Drug trafficking organizations are referred to as drug cartels, the most popular of which are Colombian and Mexican. These are responsible for nearly forty billion dollars in drug proceeds each year. The most popular Mexican cartels have aligned into two factions as of 2010, surpassing the popularity of the Colombian cartels from the 1980’s and 1990’s. As a result, the Caribbean and Latin America have the highest murder and crime rates. Since 2006, those same rates have increased in Mexico thanks to the surge in the Mexican Drug War.

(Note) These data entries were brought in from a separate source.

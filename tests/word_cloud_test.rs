// Copyright (c) 2025 Wordtally Authors
//
// Licensed under dual license:
// - MIT License (LICENSE-MIT or https://opensource.org/licenses/MIT)
// - Apache License, Version 2.0 (LICENSE-APACHE or https://www.apache.org/licenses/LICENSE-2.0)

//! Integration tests for loading text and exporting reports through the
//! public library API.

use std::fs;

use wordtally_lib::config::report::CloudConfig;
use wordtally_lib::config::tokenizer::TokenizerConfig;
use wordtally_lib::data_structures::{WordCount, WordCountTrie};
use wordtally_lib::error::loader::LoaderError;
use wordtally_lib::report::{self, cloud, ReportFormat};
use wordtally_lib::text::{StopWords, WordLoader};

const TEXT: &str = "\
The sea, the sea! The open sea.
A ship sails the sea; a ship sinks.
\"Ship\" ahoy.";

fn load(text: &str) -> WordCountTrie {
    let mut trie = WordCountTrie::new();
    let mut loader = WordLoader::with_stop_words(
        TokenizerConfig::default(),
        StopWords::from_words(["a", "the"]),
    );
    loader.load_str(text, &mut trie).unwrap();
    trie
}

// Ties keep depth-first order, so words under the 's' branch come first.
#[test]
fn test_sorted_listing() {
    let trie = load(TEXT);

    assert_eq!(
        trie.list_by_descending_count(),
        vec![
            WordCount::new("sea", 4),
            WordCount::new("ship", 3),
            WordCount::new("sails", 1),
            WordCount::new("sinks", 1),
            WordCount::new("open", 1),
            WordCount::new("ahoy", 1),
        ]
    );
    assert!(!trie.contains("the").unwrap());
    assert_eq!(trie.get_count("a").unwrap(), -1);
}

#[test]
fn test_plain_and_json_reports() {
    let trie = load(TEXT);
    let entries = report::top_words(trie.list_by_descending_count(), Some(2));

    let plain = report::render(&entries, ReportFormat::Plain).unwrap();
    assert_eq!(plain, "sea:4\nship:3\n");

    let json = report::render(&entries, ReportFormat::Json).unwrap();
    let parsed: Vec<WordCount> = serde_json::from_str(&json).unwrap();
    assert_eq!(parsed, entries);
}

#[test]
fn test_word_cloud_written_to_disk() {
    let dir = tempfile::tempdir().unwrap();
    let output = dir.path().join("cloud.html");
    let trie = load(TEXT);

    // A limit beyond the vocabulary keeps every word.
    let entries = report::top_words(trie.list_by_descending_count(), Some(100));
    assert_eq!(entries.len(), 6);

    let config = CloudConfig {
        title: "Sea & Ships".to_string(),
        ..CloudConfig::default()
    };
    report::write_report(&output, &cloud::render_html(&entries, &config)).unwrap();

    let html = fs::read_to_string(&output).unwrap();
    assert!(html.contains("<title>Sea &amp; Ships</title>"));
    assert!(html.contains("<span style=\"font-size: 72px\" title=\"sea: 4\">sea</span>"));
    assert!(html.contains("<span style=\"font-size: 12px\" title=\"ahoy: 1\">ahoy</span>"));
}

#[test]
fn test_missing_source_leaves_trie_untouched() {
    let dir = tempfile::tempdir().unwrap();
    let mut trie = load("sea sea");
    let mut loader = WordLoader::new(TokenizerConfig::default());

    let result = loader.load_file(dir.path().join("missing.txt"), &mut trie);

    assert!(matches!(result, Err(LoaderError::SourceNotFound(_))));
    assert_eq!(trie.get_count("sea").unwrap(), 2);
}
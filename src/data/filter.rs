use std::collections::BTreeSet;

use super::model::{Employee, EmployeeDataset};

// ---------------------------------------------------------------------------
// Categorical selection
// ---------------------------------------------------------------------------

/// State of one categorical multi-select.
///
/// `Unrestricted` means "no constraint", matching the dashboard convention
/// that a cleared multi-select shows everything. An explicit
/// `RestrictedTo` with an empty set matches nothing; the two states are
/// kept distinct so "all" and "none" cannot be confused.
#[derive(Debug, Clone, PartialEq, Eq, Default)]
pub enum Selection {
    #[default]
    Unrestricted,
    RestrictedTo(BTreeSet<String>),
}

impl Selection {
    /// Whether a record's value passes this selection. A record with no
    /// value passes only when the selection is unrestricted.
    pub fn admits(&self, value: Option<&str>) -> bool {
        match self {
            Selection::Unrestricted => true,
            Selection::RestrictedTo(set) => value.is_some_and(|v| set.contains(v)),
        }
    }

    /// Whether a given value is currently ticked in the UI sense:
    /// unrestricted shows every box ticked.
    pub fn is_selected(&self, value: &str) -> bool {
        match self {
            Selection::Unrestricted => true,
            Selection::RestrictedTo(set) => set.contains(value),
        }
    }

    /// Flip one value. Starting from `Unrestricted`, ticking a value
    /// restricts to just that value; removing the last restricted value
    /// returns to `Unrestricted` (the cleared-multi-select state).
    pub fn toggle(&mut self, value: &str) {
        match self {
            Selection::Unrestricted => {
                let mut set = BTreeSet::new();
                set.insert(value.to_string());
                *self = Selection::RestrictedTo(set);
            }
            Selection::RestrictedTo(set) => {
                if !set.remove(value) {
                    set.insert(value.to_string());
                }
                if set.is_empty() {
                    *self = Selection::Unrestricted;
                }
            }
        }
    }
}

// ---------------------------------------------------------------------------
// Numeric range
// ---------------------------------------------------------------------------

/// Inclusive `[min, max]` bound. Unlike the categorical selections a range
/// is always active; `min > max` simply matches nothing.
#[derive(Debug, Clone, Copy, PartialEq)]
pub struct RangeFilter<T> {
    pub min: T,
    pub max: T,
}

impl<T: PartialOrd + Copy> RangeFilter<T> {
    pub fn new(min: T, max: T) -> Self {
        RangeFilter { min, max }
    }

    pub fn contains(&self, value: T) -> bool {
        self.min <= value && value <= self.max
    }
}

// ---------------------------------------------------------------------------
// Filter criteria – the full conjunction
// ---------------------------------------------------------------------------

/// One invocation's worth of filter state. Not persisted; rebuilt from the
/// dataset extents whenever a new roster is loaded.
#[derive(Debug, Clone, PartialEq)]
pub struct FilterCriteria {
    /// Case-insensitive substring match against the employee name.
    /// Blank means "match all"; a record with no name never matches a
    /// non-blank query.
    pub name_query: String,
    pub departments: Selection,
    pub genders: Selection,
    pub salary: RangeFilter<f64>,
    pub age: RangeFilter<i64>,
    pub performance: RangeFilter<i64>,
}

impl Default for FilterCriteria {
    /// Placeholder criteria for when no dataset is loaded yet; real
    /// criteria come from [`FilterCriteria::unrestricted`].
    fn default() -> Self {
        FilterCriteria {
            name_query: String::new(),
            departments: Selection::Unrestricted,
            genders: Selection::Unrestricted,
            salary: RangeFilter::new(f64::MIN, f64::MAX),
            age: RangeFilter::new(i64::MIN, i64::MAX),
            performance: RangeFilter::new(i64::MIN, i64::MAX),
        }
    }
}

impl FilterCriteria {
    /// The identity criteria for a dataset: nothing restricted, numeric
    /// ranges at the full observed extent.
    pub fn unrestricted(dataset: &EmployeeDataset) -> Self {
        FilterCriteria {
            name_query: String::new(),
            departments: Selection::Unrestricted,
            genders: Selection::Unrestricted,
            salary: RangeFilter::new(dataset.salary_extent.0, dataset.salary_extent.1),
            age: RangeFilter::new(dataset.age_extent.0, dataset.age_extent.1),
            performance: RangeFilter::new(
                dataset.performance_extent.0,
                dataset.performance_extent.1,
            ),
        }
    }

    /// Whether a single record passes every predicate.
    pub fn matches(&self, emp: &Employee) -> bool {
        if !self.departments.admits(Some(emp.department.as_str())) {
            return false;
        }
        if !self.genders.admits(emp.gender.as_deref()) {
            return false;
        }
        if !self.salary.contains(emp.salary)
            || !self.age.contains(emp.age)
            || !self.performance.contains(emp.performance_score)
        {
            return false;
        }

        let query = self.name_query.trim();
        if !query.is_empty() {
            let Some(name) = &emp.name else {
                return false;
            };
            if !name.to_lowercase().contains(&query.to_lowercase()) {
                return false;
            }
        }
        true
    }
}

/// Return indices of employees passing all active criteria, in source
/// order. Never errors for well-formed criteria; an inverted range just
/// yields an empty result.
pub fn filtered_indices(dataset: &EmployeeDataset, criteria: &FilterCriteria) -> Vec<usize> {
    dataset
        .employees
        .iter()
        .enumerate()
        .filter(|(_, emp)| criteria.matches(emp))
        .map(|(i, _)| i)
        .collect()
}

#[cfg(test)]
mod tests {
    use super::*;
    use crate::data::model::{AgeBand, Employee, EmployeeDataset};

    fn employee(name: Option<&str>, department: &str, gender: Option<&str>) -> Employee {
        Employee {
            name: name.map(str::to_string),
            department: department.to_string(),
            position: "Analyst".to_string(),
            gender: gender.map(str::to_string),
            salary: 50_000.0,
            age: 35,
            years_at_company: 5,
            performance_score: 3,
            age_band: AgeBand::from_age(35),
        }
    }

    fn dataset() -> EmployeeDataset {
        EmployeeDataset::from_employees(
            vec![
                employee(Some("John Smith"), "Sales", Some("Male")),
                employee(Some("Jane Doe"), "Engineering", Some("Female")),
                employee(None, "Sales", None),
                employee(Some("Johnny Cash"), "Engineering", Some("Male")),
            ],
            0,
        )
    }

    #[test]
    fn identity_criteria_keep_everything_in_order() {
        let ds = dataset();
        let criteria = FilterCriteria::unrestricted(&ds);
        assert_eq!(filtered_indices(&ds, &criteria), vec![0, 1, 2, 3]);
    }

    #[test]
    fn restricted_department_selection() {
        let ds = dataset();
        let mut criteria = FilterCriteria::unrestricted(&ds);
        criteria.departments.toggle("Sales");
        assert_eq!(filtered_indices(&ds, &criteria), vec![0, 2]);
    }

    #[test]
    fn explicit_empty_selection_matches_nothing() {
        let ds = dataset();
        let mut criteria = FilterCriteria::unrestricted(&ds);
        criteria.departments = Selection::RestrictedTo(BTreeSet::new());
        assert!(filtered_indices(&ds, &criteria).is_empty());
    }

    #[test]
    fn toggling_the_last_value_off_returns_to_unrestricted() {
        let mut sel = Selection::Unrestricted;
        sel.toggle("Sales");
        assert_eq!(
            sel,
            Selection::RestrictedTo(BTreeSet::from(["Sales".to_string()]))
        );
        sel.toggle("Sales");
        assert_eq!(sel, Selection::Unrestricted);
    }

    #[test]
    fn record_without_gender_fails_a_restricted_gender_filter() {
        let ds = dataset();
        let mut criteria = FilterCriteria::unrestricted(&ds);
        criteria.genders.toggle("Male");
        // Row 2 has no gender: admitted only while unrestricted.
        assert_eq!(filtered_indices(&ds, &criteria), vec![0, 3]);
    }

    #[test]
    fn disjoint_salary_range_yields_empty_result() {
        let ds = dataset();
        let mut criteria = FilterCriteria::unrestricted(&ds);
        criteria.salary = RangeFilter::new(1_000_000.0, 2_000_000.0);
        assert!(filtered_indices(&ds, &criteria).is_empty());
    }

    #[test]
    fn inverted_range_yields_empty_result_not_an_error() {
        let ds = dataset();
        let mut criteria = FilterCriteria::unrestricted(&ds);
        criteria.age = RangeFilter::new(60, 20);
        assert!(filtered_indices(&ds, &criteria).is_empty());
    }

    #[test]
    fn name_query_is_case_insensitive_substring() {
        let ds = dataset();
        let mut criteria = FilterCriteria::unrestricted(&ds);
        criteria.name_query = "john".to_string();
        // Matches "John Smith" and "Johnny Cash"; never the nameless row.
        assert_eq!(filtered_indices(&ds, &criteria), vec![0, 3]);
    }

    #[test]
    fn blank_name_query_matches_all() {
        let ds = dataset();
        let mut criteria = FilterCriteria::unrestricted(&ds);
        criteria.name_query = "   ".to_string();
        assert_eq!(filtered_indices(&ds, &criteria).len(), ds.len());
    }

    #[test]
    fn predicates_compose_conjunctively() {
        let ds = dataset();
        let mut criteria = FilterCriteria::unrestricted(&ds);
        criteria.departments.toggle("Engineering");
        criteria.name_query = "john".to_string();
        assert_eq!(filtered_indices(&ds, &criteria), vec![3]);
    }
}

Noting an international need to halt the production and distribution of such drugs, the United Nations started in the 1960’s and has continued to hold conventions dedicated to reviewing the current drug situation and determining and implementing international measures to help states fight the drug wars. The Economic and Social Council of the United Nations convened on the 28th of July, 1958 to adopt a single convention on narcotic drugs in an effort to replace a single instrument within many treaties in the field, while also reducing the number of treaties internationally which were concerned with controlling narcotic drugs, and making provisions so as to control raw materials of narcotics. The original meeting was held between January and March in 1961. There were seventy three states represented at the conference.